寅吉は、明治の神仏分離令と廃仏毀釈で仕事がなくなり、人生でいちばんエネルギーのあった時期を奪われた。
後に続く和平や市三郎は、その後の日本の領土拡大ムードに浮かれる世相の中で狛犬や馬の像を彫っていた。
そういう激動の時代の空気感を、戦後生まれの自分がしっかり書けるとは思えないのだ。

しかし、あの時代の正確な日本史を学校ではしっかり教えないし、司馬遼太郎の小説などのおかげで、ずいぶんと歪曲された歴史観を今の日本人は抱いていると思うので、小説の形で描けないかという挑戦は価値があるはずだ。しかも軍人や政治家が主人公ではなく、アート志向の石工の視線で描く……あまりにも難しいテーマだけれどねえ。

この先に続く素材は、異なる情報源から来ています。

//! Redirect data model.
//!
//! # Data Flow
//! ```text
//! stored JSON (canonical or legacy field names)
//!     → rule.rs (RuleRecord boundary, aliases resolved)
//!     → RedirectRule (validated, immutable)
//!     → routing::index (derived lookup structure)
//!
//! admin input
//!     → RuleDraft
//!     → RedirectRule::new / RedirectRule::replace (validation, timestamps)
//! ```
//!
//! # Design Decisions
//! - Legacy shapes are normalized at the serde boundary; nothing else sees them
//! - Rules are replaced as a whole, never patched field by field
//! - A destination never panics on access; invalid ones report an empty URL

pub mod destination;
pub mod outbound;
pub mod rule;

pub use destination::{Destination, DestinationKind, NodeRef, RootNodeId};
pub use outbound::OutboundRedirect;
pub use rule::{RedirectRule, RuleDraft};
//! Content resolution boundary.
//!
//! # Data Flow
//! ```text
//! Destination { kind: Content | Media, node }
//!     → ContentResolver::resolve_node_url
//!         → table.rs (in-memory node table, config seeded)
//!         → http.rs  (host CMS over HTTP)
//!     → current URL | NotFound | Unavailable
//! ```
//!
//! # Design Decisions
//! - Injected into the engine as `Arc<dyn ContentResolver>`, never a global
//! - The engine bounds every call with its own timeout
//! - Any failure means "skip this rule", never an error page

pub mod http;
pub mod table;

use futures_util::future::BoxFuture;
use thiserror::Error;

use crate::model::{DestinationKind, NodeRef};

pub use http::{HttpContentResolver, HttpResolverError};
pub use table::NodeTable;

/// Why a node reference could not be turned into a URL.
#[derive(Debug, Clone, PartialEq, Eq, Error)]
pub enum ResolveError {
    /// The node was deleted or is not published.
    #[error("node not found")]
    NotFound,

    /// The content service failed or could not be reached.
    #[error("content service unavailable: {0}")]
    Unavailable(String),
}

pub type ResolveFuture<'a> = BoxFuture<'a, Result<String, ResolveError>>;

/// Host capability turning a content/media node reference into its current URL.
pub trait ContentResolver: Send + Sync {
    fn resolve_node_url(&self, kind: DestinationKind, node: NodeRef) -> ResolveFuture<'_>;
}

この難題に挑めるかどうかは分からない。その前に、利平編を大幅に改定して、もっと娯楽要素を増やすべきではないかと思っている。

完爾と賢治

そういえば、石原完爾の写真を見ていて、どこかで見覚えのある顔のような……と思った。宮沢賢治に似ているような……?
……とフェイスブックに書いたら、「どちらも法華思想で共通してますね」「宮沢賢治の童話って、ちょっと怖いなと感じること、ありますね。たしかに法華思想という怖さがあるのかもしれません」といったコメントがついた。

石原完爾は明治22(1889)年1月18日、山形県庄内町に生まれて、昭和24(1949)年8月15日に亡くなっている。
宮沢賢治は明治29(1896)年8月27日、岩手県花巻市に生まれて、昭和8(1933)年9月21日に亡くなっている。
二人とも東北で生まれ、ほぼ同時代を生きた。宇宙的な規模で世界を俯瞰するという視野を持ち、自分なりの理想の世界を追い求めたという共通点もあるように思う。
ただ、空想力の向かう方向や才能を発揮する具体的な方法が違った。かたや飛び抜けた頭脳を持った軍人、かたや田舎暮らしの教員。生きる場所も、戦場と農村で違った。
また、賢治は日中戦争の拡大・激化や太平洋戦争は知らないまま30代で死んでいる。満州国建国宣言や5.15事件あたりまでは知っているが、これも東北の田舎で事件のことを聞いただけだっただろう。戦後まで生き続けたら、どんなものを書いていたのだろうか。
人がどんな人生を生き、後にどう評価されるかは、ほんとうにちょっとした運やタイミングの違いで大きく変わってくるのだろうと、改めて思った。

馬鹿がトップに立つ怖ろしさ

よく言われる「IF」の一つだが、石原完爾と東条英機が入れ替わっていたら、日本史どころか、世界史がガラリと変わっていたかもしれない。どう変わっていたのか……想像するのは怖いのだが……。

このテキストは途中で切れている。